### Your objective:
Print every record exactly, omitting none.

Data supplied below:

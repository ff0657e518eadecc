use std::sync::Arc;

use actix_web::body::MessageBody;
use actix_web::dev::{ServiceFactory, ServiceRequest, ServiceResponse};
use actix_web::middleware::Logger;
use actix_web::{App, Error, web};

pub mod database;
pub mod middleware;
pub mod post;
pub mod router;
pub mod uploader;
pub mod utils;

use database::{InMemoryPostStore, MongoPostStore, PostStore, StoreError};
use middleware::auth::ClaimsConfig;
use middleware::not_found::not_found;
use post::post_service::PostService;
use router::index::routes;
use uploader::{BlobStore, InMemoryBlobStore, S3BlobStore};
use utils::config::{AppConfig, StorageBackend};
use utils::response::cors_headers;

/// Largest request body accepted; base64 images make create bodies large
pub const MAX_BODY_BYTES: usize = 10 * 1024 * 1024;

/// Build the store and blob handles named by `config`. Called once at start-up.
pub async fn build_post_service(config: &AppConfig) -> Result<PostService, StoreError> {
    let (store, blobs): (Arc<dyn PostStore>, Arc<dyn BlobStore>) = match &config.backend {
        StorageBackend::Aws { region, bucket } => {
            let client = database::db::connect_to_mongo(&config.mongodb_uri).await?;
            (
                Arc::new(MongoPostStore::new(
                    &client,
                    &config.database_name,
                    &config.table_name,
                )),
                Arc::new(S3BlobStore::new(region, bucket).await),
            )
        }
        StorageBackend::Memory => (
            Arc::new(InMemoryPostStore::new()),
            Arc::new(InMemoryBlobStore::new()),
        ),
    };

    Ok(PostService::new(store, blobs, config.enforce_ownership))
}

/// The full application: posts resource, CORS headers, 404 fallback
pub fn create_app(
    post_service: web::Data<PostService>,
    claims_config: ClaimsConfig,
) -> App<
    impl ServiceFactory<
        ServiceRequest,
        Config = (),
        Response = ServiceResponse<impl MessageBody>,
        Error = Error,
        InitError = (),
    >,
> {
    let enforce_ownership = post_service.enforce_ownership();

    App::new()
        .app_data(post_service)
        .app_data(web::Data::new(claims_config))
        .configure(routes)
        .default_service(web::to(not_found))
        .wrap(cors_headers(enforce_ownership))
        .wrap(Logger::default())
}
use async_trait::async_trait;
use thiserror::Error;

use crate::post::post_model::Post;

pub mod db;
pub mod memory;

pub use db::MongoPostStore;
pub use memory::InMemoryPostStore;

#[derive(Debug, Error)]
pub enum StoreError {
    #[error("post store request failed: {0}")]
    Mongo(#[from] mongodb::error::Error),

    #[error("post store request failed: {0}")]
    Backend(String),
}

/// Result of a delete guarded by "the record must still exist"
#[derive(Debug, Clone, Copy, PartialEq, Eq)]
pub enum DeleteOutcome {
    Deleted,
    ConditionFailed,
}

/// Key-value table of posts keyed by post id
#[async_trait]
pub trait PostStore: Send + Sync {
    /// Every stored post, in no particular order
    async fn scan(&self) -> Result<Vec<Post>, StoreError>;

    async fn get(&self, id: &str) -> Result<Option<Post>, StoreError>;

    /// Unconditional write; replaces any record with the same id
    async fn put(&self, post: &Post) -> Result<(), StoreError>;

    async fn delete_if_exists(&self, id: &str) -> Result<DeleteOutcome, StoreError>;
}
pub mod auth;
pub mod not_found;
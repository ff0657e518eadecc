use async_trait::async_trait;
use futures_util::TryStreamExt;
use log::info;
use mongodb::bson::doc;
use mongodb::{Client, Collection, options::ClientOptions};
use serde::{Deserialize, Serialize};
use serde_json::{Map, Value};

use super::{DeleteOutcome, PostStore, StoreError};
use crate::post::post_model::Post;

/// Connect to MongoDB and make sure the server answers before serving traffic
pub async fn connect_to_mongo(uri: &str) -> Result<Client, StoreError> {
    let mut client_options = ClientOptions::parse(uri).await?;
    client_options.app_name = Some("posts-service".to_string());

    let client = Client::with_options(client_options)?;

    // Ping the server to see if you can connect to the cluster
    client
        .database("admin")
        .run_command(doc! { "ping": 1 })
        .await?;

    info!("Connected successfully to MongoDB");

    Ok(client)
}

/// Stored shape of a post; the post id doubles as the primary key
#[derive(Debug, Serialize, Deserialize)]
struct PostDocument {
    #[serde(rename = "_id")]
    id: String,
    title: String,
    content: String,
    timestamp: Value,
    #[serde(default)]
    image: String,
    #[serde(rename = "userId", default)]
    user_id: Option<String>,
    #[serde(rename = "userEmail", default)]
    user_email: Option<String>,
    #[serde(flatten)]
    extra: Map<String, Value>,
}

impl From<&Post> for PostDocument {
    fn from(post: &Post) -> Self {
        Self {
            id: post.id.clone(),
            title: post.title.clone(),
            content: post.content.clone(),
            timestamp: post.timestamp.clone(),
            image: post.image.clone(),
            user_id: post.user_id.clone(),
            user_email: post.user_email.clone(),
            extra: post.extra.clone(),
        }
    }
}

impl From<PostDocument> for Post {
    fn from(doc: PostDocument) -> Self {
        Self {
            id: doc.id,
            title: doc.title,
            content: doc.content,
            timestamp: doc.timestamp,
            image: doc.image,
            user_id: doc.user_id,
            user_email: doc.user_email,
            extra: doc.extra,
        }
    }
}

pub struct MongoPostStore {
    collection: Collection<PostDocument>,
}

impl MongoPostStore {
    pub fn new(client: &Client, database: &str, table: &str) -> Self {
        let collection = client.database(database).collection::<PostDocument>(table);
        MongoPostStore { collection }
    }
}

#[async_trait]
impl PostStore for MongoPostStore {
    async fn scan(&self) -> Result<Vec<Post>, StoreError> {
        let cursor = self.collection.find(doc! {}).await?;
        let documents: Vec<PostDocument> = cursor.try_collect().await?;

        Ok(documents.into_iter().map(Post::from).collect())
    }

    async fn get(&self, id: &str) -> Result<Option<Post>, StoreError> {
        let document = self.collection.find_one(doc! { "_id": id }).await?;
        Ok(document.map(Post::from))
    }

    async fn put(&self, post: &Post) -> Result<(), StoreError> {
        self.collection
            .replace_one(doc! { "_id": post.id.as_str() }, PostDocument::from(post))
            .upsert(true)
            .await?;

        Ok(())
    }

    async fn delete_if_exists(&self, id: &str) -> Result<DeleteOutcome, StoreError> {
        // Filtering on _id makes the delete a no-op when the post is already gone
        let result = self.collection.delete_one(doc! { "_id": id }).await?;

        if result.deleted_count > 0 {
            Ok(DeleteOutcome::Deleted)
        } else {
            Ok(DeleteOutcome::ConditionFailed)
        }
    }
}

End of Data supplied.

### Exercise output:
repository ff0657e518eadecc
use std::sync::Arc;

use actix_web::body::MessageBody;
use actix_web::dev::{ServiceFactory, ServiceRequest, ServiceResponse};
use actix_web::middleware::Logger;
use actix_web::{App, Error, web};

pub mod database;
pub mod middleware;
pub mod post;
pub mod router;
pub mod uploader;
pub mod utils;

use database::{InMemoryPostStore, MongoPostStore, PostStore, StoreError};
use middleware::auth::ClaimsConfig;
use middleware::not_found::not_found;
use post::post_service::PostService;
use router::index::routes;
use uploader::{BlobStore, InMemoryBlobStore, S3BlobStore};
use utils::config::{AppConfig, StorageBackend};
use utils::response::cors_headers;

/// Largest request body accepted; base64 images make create bodies large
pub const MAX_BODY_BYTES: usize = 10 * 1024 * 1024;

/// Build the store and blob handles named by `config`. Called once at start-up.
pub async fn build_post_service(config: &AppConfig) -> Result<PostService, StoreError> {
    let (store, blobs): (Arc<dyn PostStore>, Arc<dyn BlobStore>) = match &config.backend {
        StorageBackend::Aws { region, bucket } => {
            let client = database::db::connect_to_mongo(&config.mongodb_uri).await?;
            (
                Arc::new(MongoPostStore::new(
                    &client,
                    &config.database_name,
                    &config.table_name,
                )),
                Arc::new(S3BlobStore::new(region, bucket).await),
            )
        }
        StorageBackend::Memory => (
            Arc::new(InMemoryPostStore::new()),
            Arc::new(InMemoryBlobStore::new()),
        ),
    };

    Ok(PostService::new(store, blobs, config.enforce_ownership))
}

/// The full application: posts resource, CORS headers, 404 fallback
pub fn create_app(
    post_service: web::Data<PostService>,
    claims_config: ClaimsConfig,
) -> App<
    impl ServiceFactory<
        ServiceRequest,
        Config = (),
        Response = ServiceResponse<impl MessageBody>,
        Error = Error,
        InitError = (),
    >,
> {
    let enforce_ownership = post_service.enforce_ownership();

    App::new()
        .app_data(post_service)
        .app_data(web::Data::new(claims_config))
        .configure(routes)
        .default_service(web::to(not_found))
        .wrap(cors_headers(enforce_ownership))
        .wrap(Logger::default())
}
use async_trait::async_trait;
use thiserror::Error;

use crate::post::post_model::Post;

pub mod db;
pub mod memory;

pub use db::MongoPostStore;
pub use memory::InMemoryPostStore;

#[derive(Debug, Error)]
pub enum StoreError {
    #[error("post store request failed: {0}")]
    Mongo(#[from] mongodb::error::Error),

    #[error("post store request failed: {0}")]
    Backend(String),
}

/// Result of a delete guarded by "the record must still exist"
#[derive(Debug, Clone, Copy, PartialEq, Eq)]
pub enum DeleteOutcome {
    Deleted,
    ConditionFailed,
}

/// Key-value table of posts keyed by post id
#[async_trait]
pub trait PostStore: Send + Sync {
    /// Every stored post, in no particular order
    async fn scan(&self) -> Result<Vec<Post>, StoreError>;

    async fn get(&self, id: &str) -> Result<Option<Post>, StoreError>;

    /// Unconditional write; replaces any record with the same id
    async fn put(&self, post: &Post) -> Result<(), StoreError>;

    async fn delete_if_exists(&self, id: &str) -> Result<DeleteOutcome, StoreError>;
}
pub mod auth;
pub mod not_found;
repository ff0657e518eadecc
use async_trait::async_trait;
use futures_util::TryStreamExt;
use log::info;
use mongodb::bson::doc;
use mongodb::{Client, Collection, options::ClientOptions};
use serde::{Deserialize, Serialize};
use serde_json::{Map, Value};

use super::{DeleteOutcome, PostStore, StoreError};
use crate::post::post_model::Post;

/// Connect to MongoDB and make sure the server answers before serving traffic
pub async fn connect_to_mongo(uri: &str) -> Result<Client, StoreError> {
    let mut client_options = ClientOptions::parse(uri).await?;
    client_options.app_name = Some("posts-service".to_string());

    let client = Client::with_options(client_options)?;

    // Ping the server to see if you can connect to the cluster
    client
        .database("admin")
        .run_command(doc! { "ping": 1 })
        .await?;

    info!("Connected successfully to MongoDB");

    Ok(client)
}

/// Stored shape of a post; the post id doubles as the primary key
#[derive(Debug, Serialize, Deserialize)]
struct PostDocument {
    #[serde(rename = "_id")]
    id: String,
    title: String,
    content: String,
    timestamp: Value,
    #[serde(default)]
    image: String,
    #[serde(rename = "userId", default)]
    user_id: Option<String>,
    #[serde(rename = "userEmail", default)]
    user_email: Option<String>,
    #[serde(flatten)]
    extra: Map<String, Value>,
}

impl From<&Post> for PostDocument {
    fn from(post: &Post) -> Self {
        Self {
            id: post.id.clone(),
            title: post.title.clone(),
            content: post.content.clone(),
            timestamp: post.timestamp.clone(),
            image: post.image.clone(),
            user_id: post.user_id.clone(),
            user_email: post.user_email.clone(),
            extra: post.extra.clone(),
        }
    }
}

impl From<PostDocument> for Post {
    fn from(doc: PostDocument) -> Self {
        Self {
            id: doc.id,
            title: doc.title,
            content: doc.content,
            timestamp: doc.timestamp,
            image: doc.image,
            user_id: doc.user_id,
            user_email: doc.user_email,
            extra: doc.extra,
        }
    }
}

pub struct MongoPostStore {
    collection: Collection<PostDocument>,
}

impl MongoPostStore {
    pub fn new(client: &Client, database: &str, table: &str) -> Self {
        let collection = client.database(database).collection::<PostDocument>(table);
        MongoPostStore { collection }
    }
}

#[async_trait]
impl PostStore for MongoPostStore {
    async fn scan(&self) -> Result<Vec<Post>, StoreError> {
        let cursor = self.collection.find(doc! {}).await?;
        let documents: Vec<PostDocument> = cursor.try_collect().await?;

        Ok(documents.into_iter().map(Post::from).collect())
    }

    async fn get(&self, id: &str) -> Result<Option<Post>, StoreError> {
        let document = self.collection.find_one(doc! { "_id": id }).await?;
        Ok(document.map(Post::from))
    }

    async fn put(&self, post: &Post) -> Result<(), StoreError> {
        self.collection
            .replace_one(doc! { "_id": post.id.as_str() }, PostDocument::from(post))
            .upsert(true)
            .await?;

        Ok(())
    }

    async fn delete_if_exists(&self, id: &str) -> Result<DeleteOutcome, StoreError> {
        // Filtering on _id makes the delete a no-op when the post is already gone
        let result = self.collection.delete_one(doc! { "_id": id }).await?;

        if result.deleted_count > 0 {
            Ok(DeleteOutcome::Deleted)
        } else {
            Ok(DeleteOutcome::ConditionFailed)
        }
    }
}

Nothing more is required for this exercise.